Distribution Matching for Crowd Counting
- URL: http://arxiv.org/abs/2009.13077v2
- Date: Sun, 25 Oct 2020 23:53:54 GMT
- Title: Distribution Matching for Crowd Counting
- Authors: Boyu Wang, Huidong Liu, Dimitris Samaras, Minh Hoai
- Abstract summary: We show that imposing Gaussians to annotations hurts generalization performance.
We propose to use Distribution Matching for crowd COUNTing (DM-Count)
In terms of Mean Absolute Error, DM-Count outperforms the previous state-of-the-art methods.

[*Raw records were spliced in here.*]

//! Story Weave Back binary entrypoint wiring REST, SSE, and storage layers.

use std::{env, net::SocketAddr};

use anyhow::Context;
use axum::Router;
use tokio::net::TcpListener;
use tower_http::{cors::CorsLayer, trace::TraceLayer};
use tracing::info;
use tracing_subscriber::{layer::SubscriberExt, util::SubscriberInitExt};

use story_weave_back::{config::AppConfig, routes, state::AppState};

#[tokio::main]
async fn main() -> anyhow::Result<()> {
    init_tracing();

    let config = AppConfig::load();
    let app_state = AppState::new(config.build_coordinator());

    spawn_storage_supervisor(app_state.clone());

    // Build the HTTP router once the shared state is ready.
    let app = build_router(app_state);

    let port = env::var("PORT")
        .or_else(|_| env::var("SERVER_PORT"))
        .ok()
        .and_then(|value| value.parse::<u16>().ok())
        .unwrap_or(8080);

    let addr = SocketAddr::from(([0, 0, 0, 0], port));
    info!(%addr, "starting server");

    let listener = TcpListener::bind(addr).await.context("binding server")?;
    let service = app.into_make_service();
    axum::serve(listener, service)
        .with_graceful_shutdown(shutdown_signal())
        .await
        .context("serving axum")?;

    Ok(())
}

/// Keep a MongoDB-backed story store connected in the background, flipping
/// degraded mode as connectivity comes and goes.
#[cfg(feature = "mongo-store")]
fn spawn_storage_supervisor(state: story_weave_back::state::SharedState) {
    use std::sync::Arc;

    use story_weave_back::dao::story_store::{
        StoryStore,
        mongodb::{MongoConfig, MongoStoryStore},
    };
    use story_weave_back::services::storage_supervisor;

    let mongo_uri = env::var("MONGO_URI").unwrap_or_else(|_| "mongodb://localhost:27017".into());
    let mongo_db = env::var("MONGO_DB").ok();

    tokio::spawn(storage_supervisor::run(state, move || {
        let uri = mongo_uri.clone();
        let db = mongo_db.clone();
        async move {
            let config = MongoConfig::from_uri(&uri, db.as_deref()).await?;
            let store = MongoStoryStore::connect(config).await?;
            Ok(Arc::new(store) as Arc<dyn StoryStore>)
        }
    }));
}

/// Without a storage backend compiled in the server stays in degraded mode:
/// turns work, contributions are not persisted.
#[cfg(not(feature = "mongo-store"))]
fn spawn_storage_supervisor(_state: story_weave_back::state::SharedState) {
    tracing::warn!("built without a storage backend; contributions will not be persisted");
}

/// Build the top-level router and attach cross-cutting middleware layers.
fn build_router(state: story_weave_back::state::SharedState) -> Router<()> {
    routes::router(state)
        .layer(CorsLayer::permissive())
        .layer(TraceLayer::new_for_http())
}

/// Configure tracing subscribers so logs include spans by default.
fn init_tracing() {
    let env_filter = tracing_subscriber::EnvFilter::try_from_default_env()
        .unwrap_or_else(|_| "info,tower_http=debug".into());
    tracing_subscriber::registry()
        .with(env_filter)
        .with(tracing_subscriber::fmt::layer())
        .init();
}

/// Wait for Ctrl+C or SIGTERM and shut the server down gracefully.
async fn shutdown_signal() {
    #[cfg(unix)]
    {
        use tokio::signal::unix::{SignalKind, signal};

        let mut term = signal(SignalKind::terminate()).expect("install SIGTERM handler");
        tokio::select! {
            _ = tokio::signal::ctrl_c() => {},
            _ = term.recv() => {},
        }
    }

    #[cfg(not(unix))]
    {
        let _ = tokio::signal::ctrl_c().await;
    }
}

- Score: 51.90971145453012
- License: http://arxiv.org/licenses/nonexclusive-distrib/1.0/
- Abstract: In crowd counting, each training image contains multiple people, where each
person is annotated by a dot. Existing crowd counting methods need to use a
Gaussian to smooth each annotated dot or to estimate the likelihood of every
pixel given the annotated point. In this paper, we show that imposing Gaussians
to annotations hurts generalization performance. Instead, we propose to use
Distribution Matching for crowd COUNTing (DM-Count). In DM-Count, we use
Optimal Transport (OT) to measure the similarity between the normalized
predicted density map and the normalized ground truth density map. To stabilize
OT computation, we include a Total Variation loss in our model. We show that
the generalization error bound of DM-Count is tighter than that of the Gaussian
smoothed methods. In terms of Mean Absolute Error, DM-Count outperforms the
previous state-of-the-art methods by a large margin on two large-scale counting
datasets, UCF-QNRF and NWPU, and achieves the state-of-the-art results on the
ShanghaiTech and UCF-CC50 datasets. DM-Count reduced the error of the
state-of-the-art published result by approximately 16%. Code is available at
https://github.com/cvlab-stonybrook/DM-Count.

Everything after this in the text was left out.